*** Exercise data
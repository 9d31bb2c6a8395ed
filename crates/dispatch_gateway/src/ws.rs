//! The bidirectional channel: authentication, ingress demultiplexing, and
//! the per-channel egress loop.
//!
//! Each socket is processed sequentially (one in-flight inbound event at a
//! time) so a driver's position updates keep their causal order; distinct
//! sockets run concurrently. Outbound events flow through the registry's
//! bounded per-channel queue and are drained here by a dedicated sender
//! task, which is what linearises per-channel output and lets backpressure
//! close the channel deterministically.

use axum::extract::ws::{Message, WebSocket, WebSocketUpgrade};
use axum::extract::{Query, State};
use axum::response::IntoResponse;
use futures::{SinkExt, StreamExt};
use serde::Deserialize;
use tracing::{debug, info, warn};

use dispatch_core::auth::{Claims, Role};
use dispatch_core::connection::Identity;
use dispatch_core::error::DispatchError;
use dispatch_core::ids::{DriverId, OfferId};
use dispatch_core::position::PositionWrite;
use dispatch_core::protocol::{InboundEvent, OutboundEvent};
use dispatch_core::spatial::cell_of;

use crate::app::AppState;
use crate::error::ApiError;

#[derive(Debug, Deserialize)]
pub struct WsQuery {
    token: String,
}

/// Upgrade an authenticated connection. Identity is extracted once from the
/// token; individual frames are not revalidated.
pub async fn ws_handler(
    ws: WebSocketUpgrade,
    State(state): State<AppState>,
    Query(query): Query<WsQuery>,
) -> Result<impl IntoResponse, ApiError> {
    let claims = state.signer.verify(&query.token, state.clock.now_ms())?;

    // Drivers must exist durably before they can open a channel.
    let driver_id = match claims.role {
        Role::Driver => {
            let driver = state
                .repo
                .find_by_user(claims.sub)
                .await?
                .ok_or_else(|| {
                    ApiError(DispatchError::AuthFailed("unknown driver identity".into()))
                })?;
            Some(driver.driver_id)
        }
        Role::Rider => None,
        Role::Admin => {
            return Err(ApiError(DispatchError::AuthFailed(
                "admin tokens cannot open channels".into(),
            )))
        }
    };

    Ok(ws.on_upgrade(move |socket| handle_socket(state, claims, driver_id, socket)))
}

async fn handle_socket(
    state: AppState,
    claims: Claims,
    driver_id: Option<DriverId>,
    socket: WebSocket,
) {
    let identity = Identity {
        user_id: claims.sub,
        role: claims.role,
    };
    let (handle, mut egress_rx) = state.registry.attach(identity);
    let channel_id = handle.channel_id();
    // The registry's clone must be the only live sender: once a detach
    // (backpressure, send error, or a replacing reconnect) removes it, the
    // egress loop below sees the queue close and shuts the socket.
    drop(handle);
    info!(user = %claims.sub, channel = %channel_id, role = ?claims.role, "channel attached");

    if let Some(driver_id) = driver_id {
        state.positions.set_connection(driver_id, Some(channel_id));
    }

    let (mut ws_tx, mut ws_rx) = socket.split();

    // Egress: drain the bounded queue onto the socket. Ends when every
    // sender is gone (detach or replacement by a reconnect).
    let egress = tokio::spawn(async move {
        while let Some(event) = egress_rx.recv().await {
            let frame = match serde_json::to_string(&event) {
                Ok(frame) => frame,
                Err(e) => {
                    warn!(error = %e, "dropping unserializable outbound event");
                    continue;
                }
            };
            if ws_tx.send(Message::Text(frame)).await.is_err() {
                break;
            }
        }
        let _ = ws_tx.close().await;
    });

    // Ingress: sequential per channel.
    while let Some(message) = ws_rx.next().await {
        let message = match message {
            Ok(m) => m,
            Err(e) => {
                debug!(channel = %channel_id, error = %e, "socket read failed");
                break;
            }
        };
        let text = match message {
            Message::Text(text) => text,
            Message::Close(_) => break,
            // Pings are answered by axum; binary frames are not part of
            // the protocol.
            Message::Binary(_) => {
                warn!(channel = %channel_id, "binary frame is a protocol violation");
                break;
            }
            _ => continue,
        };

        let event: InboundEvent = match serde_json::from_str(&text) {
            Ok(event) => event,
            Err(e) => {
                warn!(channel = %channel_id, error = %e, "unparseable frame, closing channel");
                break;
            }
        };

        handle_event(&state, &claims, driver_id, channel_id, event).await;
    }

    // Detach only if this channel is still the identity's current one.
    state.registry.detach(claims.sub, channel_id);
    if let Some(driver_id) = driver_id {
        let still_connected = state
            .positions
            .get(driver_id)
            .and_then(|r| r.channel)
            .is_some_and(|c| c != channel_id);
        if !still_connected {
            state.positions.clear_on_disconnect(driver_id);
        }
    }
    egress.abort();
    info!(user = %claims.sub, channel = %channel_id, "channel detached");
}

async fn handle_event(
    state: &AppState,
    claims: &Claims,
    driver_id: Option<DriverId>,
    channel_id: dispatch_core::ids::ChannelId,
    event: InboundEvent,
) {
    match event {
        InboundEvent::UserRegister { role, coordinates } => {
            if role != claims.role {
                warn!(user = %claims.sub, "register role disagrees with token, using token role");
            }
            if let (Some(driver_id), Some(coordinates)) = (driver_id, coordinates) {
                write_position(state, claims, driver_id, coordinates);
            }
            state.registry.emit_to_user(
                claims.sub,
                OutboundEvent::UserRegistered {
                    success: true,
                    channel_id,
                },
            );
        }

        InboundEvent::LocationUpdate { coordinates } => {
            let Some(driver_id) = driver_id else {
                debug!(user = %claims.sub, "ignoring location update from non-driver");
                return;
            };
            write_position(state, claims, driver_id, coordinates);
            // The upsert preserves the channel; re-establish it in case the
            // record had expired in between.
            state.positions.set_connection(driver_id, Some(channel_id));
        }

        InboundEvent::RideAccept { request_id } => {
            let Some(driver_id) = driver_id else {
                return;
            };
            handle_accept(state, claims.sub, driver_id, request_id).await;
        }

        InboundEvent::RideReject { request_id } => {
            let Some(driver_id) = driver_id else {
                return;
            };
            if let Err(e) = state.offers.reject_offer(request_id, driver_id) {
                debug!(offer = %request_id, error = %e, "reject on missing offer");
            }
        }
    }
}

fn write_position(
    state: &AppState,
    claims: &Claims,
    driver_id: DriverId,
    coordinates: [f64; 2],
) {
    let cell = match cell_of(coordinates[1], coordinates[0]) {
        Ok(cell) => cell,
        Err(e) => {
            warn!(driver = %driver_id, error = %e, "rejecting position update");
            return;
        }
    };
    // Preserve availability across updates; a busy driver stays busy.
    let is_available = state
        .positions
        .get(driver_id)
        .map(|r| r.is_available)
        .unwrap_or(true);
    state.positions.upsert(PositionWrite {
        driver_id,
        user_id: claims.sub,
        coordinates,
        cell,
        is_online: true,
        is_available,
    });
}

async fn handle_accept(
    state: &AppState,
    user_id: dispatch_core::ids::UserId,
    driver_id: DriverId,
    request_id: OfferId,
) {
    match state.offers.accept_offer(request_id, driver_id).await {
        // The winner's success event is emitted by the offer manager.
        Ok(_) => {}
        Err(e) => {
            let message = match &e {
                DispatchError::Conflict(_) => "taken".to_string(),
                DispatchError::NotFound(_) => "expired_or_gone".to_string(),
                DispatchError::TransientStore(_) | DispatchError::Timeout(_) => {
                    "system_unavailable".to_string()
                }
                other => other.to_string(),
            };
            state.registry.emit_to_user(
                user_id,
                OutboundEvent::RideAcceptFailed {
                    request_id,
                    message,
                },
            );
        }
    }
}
******
*** Exercise data
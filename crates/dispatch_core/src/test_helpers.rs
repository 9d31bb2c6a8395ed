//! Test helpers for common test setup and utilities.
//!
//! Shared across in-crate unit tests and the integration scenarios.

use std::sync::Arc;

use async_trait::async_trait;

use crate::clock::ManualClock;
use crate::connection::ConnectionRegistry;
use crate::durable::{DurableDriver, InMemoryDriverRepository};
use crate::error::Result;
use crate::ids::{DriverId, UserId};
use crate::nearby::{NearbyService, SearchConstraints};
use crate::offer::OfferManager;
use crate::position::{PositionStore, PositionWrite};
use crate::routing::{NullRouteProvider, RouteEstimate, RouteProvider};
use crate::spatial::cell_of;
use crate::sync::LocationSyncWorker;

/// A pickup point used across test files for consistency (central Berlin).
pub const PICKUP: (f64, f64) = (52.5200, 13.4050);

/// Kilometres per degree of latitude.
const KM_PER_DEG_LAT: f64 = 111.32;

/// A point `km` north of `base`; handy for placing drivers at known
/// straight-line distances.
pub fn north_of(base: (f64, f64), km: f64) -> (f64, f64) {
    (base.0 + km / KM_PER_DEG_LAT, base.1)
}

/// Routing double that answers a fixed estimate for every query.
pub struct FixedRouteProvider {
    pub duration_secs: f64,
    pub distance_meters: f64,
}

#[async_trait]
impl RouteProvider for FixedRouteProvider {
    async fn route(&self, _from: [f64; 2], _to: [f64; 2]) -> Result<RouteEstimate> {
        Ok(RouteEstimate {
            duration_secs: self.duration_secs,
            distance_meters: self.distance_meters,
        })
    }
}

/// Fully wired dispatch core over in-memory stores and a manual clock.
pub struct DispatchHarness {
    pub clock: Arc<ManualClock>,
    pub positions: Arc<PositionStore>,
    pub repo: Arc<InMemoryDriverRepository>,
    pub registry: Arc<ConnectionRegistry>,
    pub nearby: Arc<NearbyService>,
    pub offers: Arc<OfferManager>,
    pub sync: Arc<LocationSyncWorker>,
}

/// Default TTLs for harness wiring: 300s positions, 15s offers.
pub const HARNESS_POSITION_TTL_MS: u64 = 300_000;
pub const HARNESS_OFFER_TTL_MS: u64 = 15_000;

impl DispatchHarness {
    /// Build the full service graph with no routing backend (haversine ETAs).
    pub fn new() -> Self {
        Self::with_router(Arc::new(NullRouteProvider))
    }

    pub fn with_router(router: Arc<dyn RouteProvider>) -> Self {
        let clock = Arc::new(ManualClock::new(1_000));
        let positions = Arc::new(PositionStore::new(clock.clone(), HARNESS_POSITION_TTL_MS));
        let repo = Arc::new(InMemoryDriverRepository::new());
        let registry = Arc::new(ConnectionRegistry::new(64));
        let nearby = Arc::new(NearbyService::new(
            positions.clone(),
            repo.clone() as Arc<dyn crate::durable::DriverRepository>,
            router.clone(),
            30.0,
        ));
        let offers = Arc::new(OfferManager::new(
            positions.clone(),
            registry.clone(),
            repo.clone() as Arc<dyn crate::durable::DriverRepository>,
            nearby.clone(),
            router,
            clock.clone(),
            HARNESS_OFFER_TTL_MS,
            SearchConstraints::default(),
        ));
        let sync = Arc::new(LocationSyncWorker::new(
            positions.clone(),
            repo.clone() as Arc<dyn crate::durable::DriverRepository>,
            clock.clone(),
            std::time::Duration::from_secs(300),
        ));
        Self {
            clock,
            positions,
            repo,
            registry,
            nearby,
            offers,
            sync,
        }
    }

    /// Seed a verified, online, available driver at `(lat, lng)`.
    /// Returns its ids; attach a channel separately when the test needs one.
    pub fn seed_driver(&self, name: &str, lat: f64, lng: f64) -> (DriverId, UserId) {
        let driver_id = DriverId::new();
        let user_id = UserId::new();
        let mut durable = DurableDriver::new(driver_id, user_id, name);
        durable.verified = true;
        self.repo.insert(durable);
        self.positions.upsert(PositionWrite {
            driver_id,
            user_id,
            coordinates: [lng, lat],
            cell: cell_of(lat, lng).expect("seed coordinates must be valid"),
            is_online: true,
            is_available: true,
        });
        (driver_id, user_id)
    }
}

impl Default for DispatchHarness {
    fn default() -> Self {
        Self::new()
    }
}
******
*** Exercise data
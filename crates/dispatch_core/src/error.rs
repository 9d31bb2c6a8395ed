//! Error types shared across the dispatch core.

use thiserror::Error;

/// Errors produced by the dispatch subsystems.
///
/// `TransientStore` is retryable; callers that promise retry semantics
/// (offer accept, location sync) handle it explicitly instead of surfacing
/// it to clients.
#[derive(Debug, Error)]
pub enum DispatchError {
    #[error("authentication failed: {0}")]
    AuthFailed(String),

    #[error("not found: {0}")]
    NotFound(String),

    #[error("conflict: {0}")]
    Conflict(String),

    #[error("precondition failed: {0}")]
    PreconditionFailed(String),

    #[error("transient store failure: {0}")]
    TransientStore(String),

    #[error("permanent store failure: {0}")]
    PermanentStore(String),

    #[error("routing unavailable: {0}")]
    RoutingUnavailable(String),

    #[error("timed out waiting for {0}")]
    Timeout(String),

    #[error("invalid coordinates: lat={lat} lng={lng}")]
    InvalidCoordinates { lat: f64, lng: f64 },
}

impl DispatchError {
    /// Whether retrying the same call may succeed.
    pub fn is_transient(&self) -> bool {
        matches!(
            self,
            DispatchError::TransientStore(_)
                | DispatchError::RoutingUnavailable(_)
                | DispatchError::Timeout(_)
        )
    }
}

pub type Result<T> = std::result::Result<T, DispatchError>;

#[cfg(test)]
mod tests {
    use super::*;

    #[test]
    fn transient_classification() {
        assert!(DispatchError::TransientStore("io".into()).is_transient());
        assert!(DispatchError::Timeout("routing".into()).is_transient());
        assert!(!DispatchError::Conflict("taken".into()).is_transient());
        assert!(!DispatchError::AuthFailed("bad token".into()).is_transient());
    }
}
******
Where the line holding "async fn route(&self, _from: [f64;" appears in the listing above, start reproducing exactly, and end with the line holding "positions, 15s offers.".

### Answer section
    async fn route(&self, _from: [f64; 2], _to: [f64; 2]) -> Result<RouteEstimate> {
        Ok(RouteEstimate {
            duration_secs: self.duration_secs,
            distance_meters: self.distance_meters,
        })
    }
}

/// Fully wired dispatch core over in-memory stores and a manual clock.
pub struct DispatchHarness {
    pub clock: Arc<ManualClock>,
    pub positions: Arc<PositionStore>,
    pub repo: Arc<InMemoryDriverRepository>,
    pub registry: Arc<ConnectionRegistry>,
    pub nearby: Arc<NearbyService>,
    pub offers: Arc<OfferManager>,
    pub sync: Arc<LocationSyncWorker>,
}

/// Default TTLs for harness wiring: 300s positions, 15s offers.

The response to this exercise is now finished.